▸ Your goal:
Which lines in the data below contain the word "protected"? Pull each of them out.

▸ Input for this task:

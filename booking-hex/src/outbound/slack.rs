//! Chat notifier posting Block Kit messages to a Slack incoming webhook.

use std::time::Duration;

use async_trait::async_trait;
use serde_json::{Value, json};

use booking_types::{Notification, Notifier, NotifyError};

/// Sends each notification as one JSON POST to a single incoming-webhook URL.
pub struct SlackNotifier {
    webhook_url: String,
    http: reqwest::Client,
}

impl SlackNotifier {
    pub fn new(webhook_url: impl Into<String>) -> anyhow::Result<Self> {
        let http = reqwest::Client::builder()
            .timeout(Duration::from_secs(10))
            .build()?;
        Ok(Self {
            webhook_url: webhook_url.into(),
            http,
        })
    }
}

/// Renders a header block followed by a section of `mrkdwn` fields.
pub fn render_blocks(notification: &Notification) -> Value {
    let fields: Vec<Value> = notification
        .fields
        .iter()
        .map(|f| {
            json!({
                "type": "mrkdwn",
                "text": format!("*{}:*\n{}", f.label, f.value),
            })
        })
        .collect();

    json!({
        "text": notification.text,
        "blocks": [
            {
                "type": "header",
                "text": {
                    "type": "plain_text",
                    "text": notification.header,
                    "emoji": true,
                },
            },
            {
                "type": "section",
                "fields": fields,
            },
        ],
    })
}

#[async_trait]
impl Notifier for SlackNotifier {
    #[tracing::instrument(skip(self, notification), fields(header = %notification.header))]
    async fn send(&self, notification: &Notification) -> Result<(), NotifyError> {
        let resp = self
            .http
            .post(&self.webhook_url)
            .json(&render_blocks(notification))
            .send()
            .await
            .map_err(|e| NotifyError::Transport(e.to_string()))?;

        let status = resp.status();
        if !status.is_success() {
            let body = resp.text().await.unwrap_or_default();
            return Err(NotifyError::Rejected {
                status: status.as_u16(),
                body,
            });
        }

        tracing::debug!("notification delivered");
        Ok(())
    }
}
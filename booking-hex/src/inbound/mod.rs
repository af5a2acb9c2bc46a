//! HTTP Inbound Adapter
//!
//! Axum-based HTTP server that drives the application layer.

mod auth;
mod handlers;
mod rate_limit;
mod server;

pub use auth::{CurrentUser, SESSION_COOKIE};
pub use handlers::{SIGNATURE_HEADER, WebhookVerification};
pub use server::HttpServer;
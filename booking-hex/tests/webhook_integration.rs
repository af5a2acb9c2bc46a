//! Integration tests for the payment webhook route.
//!
//! These drive the full router over an in-memory SQLite store and observe the
//! results through the admin listings.
//!
//! This test requires the `sqlite` feature flag.

#![cfg(feature = "sqlite")]

use axum::{
    Router,
    body::Body,
    http::{Method, Request, StatusCode},
};
use chrono::{Duration, Utc};
use http_body_util::BodyExt;
use serde_json::{Value, json};
use tower::ServiceExt;

use booking_hex::inbound::{HttpServer, SIGNATURE_HEADER, WebhookVerification};
use booking_hex::{BookingService, BookingSettings};
use booking_repo::SqliteRepo;
use booking_repo::security::signature_header;
use booking_types::{BookingRepository, Role, ServiceCatalog, User};

const SECRET: &str = "whsec_integration";

/// Test app plus a session token for an admin.
struct TestApp {
    app: Router,
    admin_token: String,
}

async fn create_test_app(webhook: WebhookVerification) -> TestApp {
    let repo = SqliteRepo::new("sqlite::memory:").await.unwrap();
    repo.upsert_user(&User::new("u1", Some("Hanako".into()), "hanako@example.com"))
        .await
        .unwrap();
    let admin = User::new("admin", Some("Owner".into()), "owner@example.com").with_role(Role::Admin);
    repo.upsert_user(&admin).await.unwrap();
    let admin_token = repo
        .create_session(&admin.id, Utc::now() + Duration::hours(1))
        .await
        .unwrap();

    let service = BookingService::new(repo, ServiceCatalog::default(), BookingSettings::default());
    let app = HttpServer::new(service, webhook).router();

    TestApp { app, admin_token }
}

fn completed_event(session_id: &str, metadata: Value) -> String {
    json!({
        "id": format!("evt_{session_id}"),
        "type": "checkout.session.completed",
        "data": {
            "object": {
                "id": session_id,
                "amount_total": 5000,
                "currency": "jpy",
                "metadata": metadata,
            }
        }
    })
    .to_string()
}

fn cut_metadata() -> Value {
    json!({
        "userId": "u1",
        "serviceId": "cut",
        "reservationDate": "2024-05-01T10:00:00Z",
        "serviceDuration": "60",
    })
}

fn webhook_request(body: &str, signature: Option<&str>) -> Request<Body> {
    let mut builder = Request::builder()
        .method(Method::POST)
        .uri("/api/webhook")
        .header("Content-Type", "application/json");
    if let Some(signature) = signature {
        builder = builder.header(SIGNATURE_HEADER, signature);
    }
    builder.body(Body::from(body.to_string())).unwrap()
}

async fn send(app: &Router, request: Request<Body>) -> (StatusCode, Value) {
    let response = app.clone().oneshot(request).await.unwrap();
    let status = response.status();
    let body = response.into_body().collect().await.unwrap().to_bytes();
    let json = serde_json::from_slice(&body).unwrap_or(Value::Null);
    (status, json)
}

async fn admin_get(test: &TestApp, uri: &str) -> Value {
    let request = Request::builder()
        .uri(uri)
        .header("Authorization", format!("Bearer {}", test.admin_token))
        .body(Body::empty())
        .unwrap();
    let (status, json) = send(&test.app, request).await;
    assert_eq!(status, StatusCode::OK, "{uri}: {json}");
    json
}

async fn reservations(test: &TestApp) -> Vec<Value> {
    admin_get(test, "/api/admin/reservations")
        .await
        .as_array()
        .unwrap()
        .clone()
}

#[tokio::test]
async fn test_completed_event_creates_one_reservation() {
    let test = create_test_app(WebhookVerification::default()).await;

    let body = completed_event("cs_1", cut_metadata());
    let (status, json) = send(&test.app, webhook_request(&body, None)).await;

    assert_eq!(status, StatusCode::OK);
    assert_eq!(json, json!({ "received": true }));

    let listed = reservations(&test).await;
    assert_eq!(listed.len(), 1);
    let reservation = &listed[0];
    assert_eq!(reservation["customer_name"], "Hanako");
    assert_eq!(reservation["service_name"], "Hair Cut");
    assert_eq!(reservation["status"], "CONFIRMED");
    assert_eq!(reservation["stripe_session_id"], "cs_1");
    assert_eq!(
        reservation["start_time"].as_str().unwrap().parse::<chrono::DateTime<Utc>>().unwrap(),
        "2024-05-01T10:00:00Z".parse::<chrono::DateTime<Utc>>().unwrap()
    );
    assert_eq!(
        reservation["end_time"].as_str().unwrap().parse::<chrono::DateTime<Utc>>().unwrap(),
        "2024-05-01T11:00:00Z".parse::<chrono::DateTime<Utc>>().unwrap()
    );
}

#[tokio::test]
async fn test_service_row_materialized_before_insert() {
    let test = create_test_app(WebhookVerification::default()).await;

    let body = completed_event("cs_1", cut_metadata());
    send(&test.app, webhook_request(&body, None)).await;

    let request = Request::builder()
        .uri("/api/services")
        .body(Body::empty())
        .unwrap();
    let (status, json) = send(&test.app, request).await;

    // Only the materialized service is stored now
    assert_eq!(status, StatusCode::OK);
    assert_eq!(json, json!([{ "id": "cut", "name": "Hair Cut", "price": 5000, "duration": 60 }]));
}

#[tokio::test]
async fn test_incomplete_metadata_is_acknowledged_without_reservation() {
    let test = create_test_app(WebhookVerification::default()).await;

    for missing in ["userId", "serviceId", "reservationDate"] {
        let mut metadata = cut_metadata();
        metadata.as_object_mut().unwrap().remove(missing);
        let body = completed_event("cs_1", metadata);

        let (status, json) = send(&test.app, webhook_request(&body, None)).await;

        assert_eq!(status, StatusCode::OK, "missing {missing}");
        assert_eq!(json["received"], true);
    }

    assert!(reservations(&test).await.is_empty());
}

#[tokio::test]
async fn test_other_event_types_are_acknowledged() {
    let test = create_test_app(WebhookVerification::default()).await;
    let body = json!({
        "id": "evt_refund",
        "type": "charge.refunded",
        "data": { "object": { "id": "ch_1" } }
    })
    .to_string();

    let (status, json) = send(&test.app, webhook_request(&body, None)).await;

    assert_eq!(status, StatusCode::OK);
    assert_eq!(json["received"], true);
    assert!(reservations(&test).await.is_empty());
}

#[tokio::test]
async fn test_unparseable_body_is_rejected() {
    let test = create_test_app(WebhookVerification::default()).await;

    let (status, json) = send(&test.app, webhook_request("{not json", None)).await;

    assert_eq!(status, StatusCode::BAD_REQUEST);
    assert!(json["error"].as_str().unwrap().starts_with("JSON Parse Error"));
    assert_eq!(json["code"], 400);
}

#[tokio::test]
async fn test_duplicate_delivery_keeps_one_row() {
    let test = create_test_app(WebhookVerification::default()).await;
    let body = completed_event("cs_1", cut_metadata());

    for _ in 0..2 {
        let (status, _) = send(&test.app, webhook_request(&body, None)).await;
        assert_eq!(status, StatusCode::OK);
    }

    assert_eq!(reservations(&test).await.len(), 1);
}

#[tokio::test]
async fn test_valid_signature_is_accepted() {
    let test = create_test_app(WebhookVerification::signed(SECRET, 300)).await;
    let body = completed_event("cs_1", cut_metadata());
    let signature = signature_header(body.as_bytes(), Utc::now().timestamp(), SECRET);

    let (status, json) = send(&test.app, webhook_request(&body, Some(&signature))).await;

    assert_eq!(status, StatusCode::OK);
    assert_eq!(json["received"], true);
    assert_eq!(reservations(&test).await.len(), 1);
}

#[tokio::test]
async fn test_bad_signature_is_rejected_without_reservation() {
    let test = create_test_app(WebhookVerification::signed(SECRET, 300)).await;
    let body = completed_event("cs_1", cut_metadata());
    let forged = signature_header(body.as_bytes(), Utc::now().timestamp(), "whsec_wrong");

    for signature in [Some(forged.as_str()), Some("t=1,v1=00"), None] {
        let (status, json) = send(&test.app, webhook_request(&body, signature)).await;

        assert_eq!(status, StatusCode::BAD_REQUEST, "{signature:?}");
        assert!(json["error"].as_str().unwrap().starts_with("Webhook Error"));
    }

    assert!(reservations(&test).await.is_empty());
}

#[tokio::test]
async fn test_stale_signature_is_rejected() {
    let test = create_test_app(WebhookVerification::signed(SECRET, 300)).await;
    let body = completed_event("cs_1", cut_metadata());
    let stale = signature_header(body.as_bytes(), Utc::now().timestamp() - 3600, SECRET);

    let (status, _) = send(&test.app, webhook_request(&body, Some(&stale))).await;

    assert_eq!(status, StatusCode::BAD_REQUEST);
}

#[tokio::test]
async fn test_unknown_service_is_dead_lettered() {
    let test = create_test_app(WebhookVerification::default()).await;
    let mut metadata = cut_metadata();
    metadata["serviceId"] = json!("perm");
    let body = completed_event("cs_9", metadata);

    let (status, _) = send(&test.app, webhook_request(&body, None)).await;

    assert_eq!(status, StatusCode::OK);
    assert!(reservations(&test).await.is_empty());

    let letters = admin_get(&test, "/api/admin/dead-letters").await;
    assert_eq!(letters.as_array().unwrap().len(), 1);
    assert_eq!(letters[0]["stage"], "insert_reservation");
    assert_eq!(letters[0]["event_id"], "evt_cs_9");
}

#[tokio::test]
async fn test_webhook_liveness_probe() {
    let test = create_test_app(WebhookVerification::default()).await;
    let request = Request::builder()
        .uri("/api/webhook")
        .body(Body::empty())
        .unwrap();

    let (status, json) = send(&test.app, request).await;

    assert_eq!(status, StatusCode::OK);
    assert_eq!(json, json!({ "status": "ok", "endpoint": "webhook" }));
}
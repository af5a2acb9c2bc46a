//! HTTP Server configuration and startup.

use std::sync::Arc;

use axum::{
    Router, middleware,
    routing::{get, post},
};
use tower_http::trace::TraceLayer;

use booking_types::BookingRepository;

use super::auth::auth_middleware;
use super::handlers::{self, AppState, WebhookVerification};
use super::rate_limit::{RateLimiterState, rate_limit_middleware};
use crate::BookingService;

/// HTTP Server for the Reservation API.
pub struct HttpServer<R: BookingRepository> {
    state: Arc<AppState<R>>,
    rate_limiter: Arc<RateLimiterState>,
}

impl<R: BookingRepository> HttpServer<R> {
    /// Creates a new HTTP server with the given service.
    pub fn new(service: BookingService<R>, webhook: WebhookVerification) -> Self {
        Self {
            state: Arc::new(AppState { service, webhook }),
            rate_limiter: Arc::new(RateLimiterState::default()), // 100 req/min default
        }
    }

    /// Creates a new HTTP server with custom rate limiting.
    pub fn with_rate_limit(
        service: BookingService<R>,
        webhook: WebhookVerification,
        requests_per_minute: u32,
    ) -> Self {
        use std::time::Duration;
        Self {
            state: Arc::new(AppState { service, webhook }),
            rate_limiter: Arc::new(RateLimiterState::new(
                requests_per_minute,
                Duration::from_secs(60),
            )),
        }
    }

    /// Builds the Axum router with all routes.
    ///
    /// Session auth and rate limiting wrap only the customer and admin routes;
    /// the webhook is authenticated by its signature instead.
    pub fn router(&self) -> Router {
        let protected = Router::new()
            .route("/api/checkout", post(handlers::create_checkout::<R>))
            .route(
                "/api/admin/reservations",
                get(handlers::list_reservations::<R>),
            )
            .route(
                "/api/admin/dead-letters",
                get(handlers::list_dead_letters::<R>),
            )
            .route_layer(middleware::from_fn_with_state(
                self.rate_limiter.clone(),
                rate_limit_middleware,
            ))
            .route_layer(middleware::from_fn_with_state(
                self.state.clone(),
                auth_middleware::<R>,
            ));

        Router::new()
            .route("/health", get(handlers::health))
            .route("/api-docs/openapi.json", get(handlers::openapi_json))
            .route("/api/services", get(handlers::list_services::<R>))
            .route(
                "/api/webhook",
                post(handlers::receive_webhook::<R>).get(handlers::webhook_status),
            )
            .merge(protected)
            .layer(TraceLayer::new_for_http())
            .with_state(self.state.clone())
    }

    /// Runs the server on the given address with graceful shutdown.
    pub async fn run(self, addr: &str) -> anyhow::Result<()> {
        let listener = tokio::net::TcpListener::bind(addr).await?;
        tracing::info!("Server listening on {}", listener.local_addr()?);

        axum::serve(listener, self.router())
            .with_graceful_shutdown(shutdown_signal())
            .await?;

        Ok(())
    }
}

async fn shutdown_signal() {
    let ctrl_c = async {
        tokio::signal::ctrl_c()
            .await
            .expect("failed to install Ctrl+C handler");
    };

    #[cfg(unix)]
    let terminate = async {
        tokio::signal::unix::signal(tokio::signal::unix::SignalKind::terminate())
            .expect("failed to install signal handler")
            .recv()
            .await;
    };

    #[cfg(not(unix))]
    let terminate = std::future::pending::<()>();

    tokio::select! {
        _ = ctrl_c => {},
        _ = terminate => {},
    }

    tracing::info!("Shutdown signal received, starting graceful shutdown...");
}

▸ Response:
        let protected = Router::new()
            .merge(protected)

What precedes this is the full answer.